I also mentioned they offer a tandem version. I’m not sure I’d want to try that one, as having one kid on the back can cause the bike to wobble when they inevitably try to do tricks, spin around and sit backwards or pedal enthusiastically. Fluid pedaling from the kid minimized the feedback on the adult’s bike, but it can sometimes feel like your rear wheel is wrestling a boar. It’s enough to throw you off your line, which can be a bit dangerous if you’re riding in traffic. Their shenanigans affect a lighter weight adult more than a heavier one…which is why my wife didn’t care for towing it on her bike. At the very least, the adult pulling it should be an experienced rider.
The Trail-A-Bike attaches to the adult bike using a seatpost clamp. The clamp and the trailer are connected via a quick release bolt that has a nut threaded on one end and a clamp for extra security. A universal joint section lets it move up and down and side to side freely. The clamp comes with several sizes of sleeves to fit between it and the post, and you need to make sure you use the right size:
On the left is an original clamp. On the right is one I overtighted around a too-thin spacer. There is no turning back…I tried my darnedest to spread it back open, wasn’t happening. So I had to order a new one. The plastic spacer also protects your post since there’s no metal-on-metal contact. Each spacer has a lip that goes on the bottom to keep the clamp from touching your frame/seatpost collar, too.

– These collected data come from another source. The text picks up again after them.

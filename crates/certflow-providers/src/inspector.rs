use chrono::{DateTime, Utc};
use x509_parser::prelude::*;
use x509_parser::public_key::PublicKey;

use certflow_core::error::{CertflowError, Result};
use certflow_core::traits::{CertificateInfo, CertificateInspector};

/// Reads certificate facts from PEM using `pem` + `x509-parser`.
#[derive(Debug, Default, Clone, Copy)]
pub struct X509Inspector;

impl X509Inspector {
    /// Parse DER bytes of a single certificate.
    pub fn inspect_der(der: &[u8]) -> Result<CertificateInfo> {
        let (_, cert) = parse_x509_certificate(der)
            .map_err(|e| CertflowError::Config(format!("Invalid X509 certificate: {e}")))?;

        let mut sans = Vec::new();
        if let Ok(Some(ext)) = cert.subject_alternative_name() {
            for name in &ext.value.general_names {
                match name {
                    GeneralName::DNSName(dns) => sans.push(dns.to_string()),
                    GeneralName::IPAddress(bytes) => {
                        if let Some(ip) = ip_from_bytes(bytes) {
                            sans.push(ip);
                        }
                    }
                    _ => {}
                }
            }
        }
        if sans.is_empty() {
            let common_name = cert.subject().iter_common_name().next();
            if let Some(cn) = common_name.and_then(|cn| cn.as_str().ok()) {
                sans.push(cn.to_string());
            }
        }

        let issuer_org = cert
            .issuer()
            .iter_organization()
            .next()
            .and_then(|o| o.as_str().ok())
            .unwrap_or_default()
            .to_string();

        let key_algorithm = match cert.public_key().parsed() {
            Ok(PublicKey::RSA(rsa)) => format!("RSA{}", rsa.key_size()),
            Ok(PublicKey::EC(ec)) => format!("EC{}", ec.key_size()),
            _ => cert.public_key().algorithm.algorithm.to_id_string(),
        };

        Ok(CertificateInfo {
            subject_alt_names: sans,
            serial_number: cert.raw_serial_as_string().replace(':', "").to_ascii_uppercase(),
            issuer_org,
            key_algorithm,
            valid_from: DateTime::<Utc>::from_timestamp(cert.validity().not_before.timestamp(), 0),
            valid_to: DateTime::<Utc>::from_timestamp(cert.validity().not_after.timestamp(), 0),
        })
    }
}

fn ip_from_bytes(bytes: &[u8]) -> Option<String> {
    match bytes.len() {
        4 => {
            let octets: [u8; 4] = bytes.try_into().ok()?;
            Some(std::net::Ipv4Addr::from(octets).to_string())
        }
        16 => {
            let octets: [u8; 16] = bytes.try_into().ok()?;
            Some(std::net::Ipv6Addr::from(octets).to_string())
        }
        _ => None,
    }
}

impl CertificateInspector for X509Inspector {
    /// Inspect the first `CERTIFICATE` block of a PEM bundle.
    fn inspect(&self, pem_text: &str) -> Result<CertificateInfo> {
        let blocks = pem::parse_many(pem_text)
            .map_err(|e| CertflowError::Config(format!("Failed to parse certificate: {e}")))?;
        let leaf = blocks
            .iter()
            .find(|b| b.tag() == "CERTIFICATE")
            .ok_or_else(|| CertflowError::Config("no CERTIFICATE block in PEM".into()))?;
        Self::inspect_der(leaf.contents())
    }

    /// Accept PKCS#8, PKCS#1 (`RSA`) and SEC1 (`EC`) private key blocks.
    fn validate_private_key(&self, pem_text: &str) -> Result<()> {
        let blocks = pem::parse_many(pem_text)
            .map_err(|e| CertflowError::Config(format!("Failed to parse private key: {e}")))?;
        match blocks.iter().find(|b| b.tag().ends_with("PRIVATE KEY")) {
            Some(key) if !key.contents().is_empty() => Ok(()),
            Some(_) => Err(CertflowError::Config("empty PRIVATE KEY block".into())),
            None => Err(CertflowError::Config("no PRIVATE KEY block in PEM".into())),
        }
    }
}

#[cfg(test)]
mod tests {
    use super::*;
    use certflow_test_utils::fixtures;
    use chrono::TimeZone;

    #[test]
    fn test_inspect_fixture() {
        let info = X509Inspector.inspect(fixtures::EXAMPLE_CERT_PEM).unwrap();
        assert_eq!(info.subject_alt_names, vec!["example.com", "www.example.com"]);
        assert_eq!(info.serial_number, "1A2B3C");
        assert_eq!(info.issuer_org, "Certflow Test CA");
        assert_eq!(info.key_algorithm, "EC256");
        assert_eq!(info.valid_from, Some(Utc.with_ymd_and_hms(2024, 1, 1, 0, 0, 0).unwrap()));
        assert_eq!(info.valid_to, Some(Utc.with_ymd_and_hms(2124, 1, 1, 0, 0, 0).unwrap()));
    }

    #[test]
    fn test_inspect_expired_fixture() {
        let info = X509Inspector.inspect(fixtures::EXPIRED_CERT_PEM).unwrap();
        assert!(info.valid_to.unwrap() < Utc::now());
    }

    #[test]
    fn test_rejects_garbage() {
        assert!(X509Inspector.inspect("PEM_A").is_err());
        assert!(X509Inspector.inspect(fixtures::EXAMPLE_KEY_PEM).is_err());
    }

    #[test]
    fn test_private_key_validation() {
        assert!(X509Inspector.validate_private_key(fixtures::EXAMPLE_KEY_PEM).is_ok());
        assert!(X509Inspector.validate_private_key(fixtures::EXAMPLE_CERT_PEM).is_err());
        assert!(X509Inspector.validate_private_key("KEY_A").is_err());
    }
}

There is a bit of play between the connections, which can be disconcerting at first because it feels like the kid is rocking back and forth. Once you get used to it, it’s not as bad, and it could probably be fixed by shimming something small into the connection between the clamp and the trailer. I haven’t tried that because it hasn’t bothered me that much.
The stem is adjustable for height/reach and the handlebar has a small pad on the top bar. A fabric sleeve covers the top portion of the front tube to keep it from scratching the frame when it’s folded up.
It also includes a tall flagpole with a day glow orange flag and foam ball. It includes reflectors, too, and I put a blinky light on the seatpost. It has a full fender, full chainguard and even a bashguard as part of the frame. We’ve breezed down hills and through fast corners and it’s felt very stable. Uphill, it’s like having a little turbo boost when they start pedaling hard.
Besides providing a way to get my children to school without driving, it gets them (and me) some exercise and seems to delight passersby. Even motorists are much more pleasant and pass with much greater care than when I’m riding on my own. It doesn’t hurt that my kids wave to everyone.
Retail is $319. The steel one is $245 and only weighs 3lbs more (20.5 versus 23.5 pounds).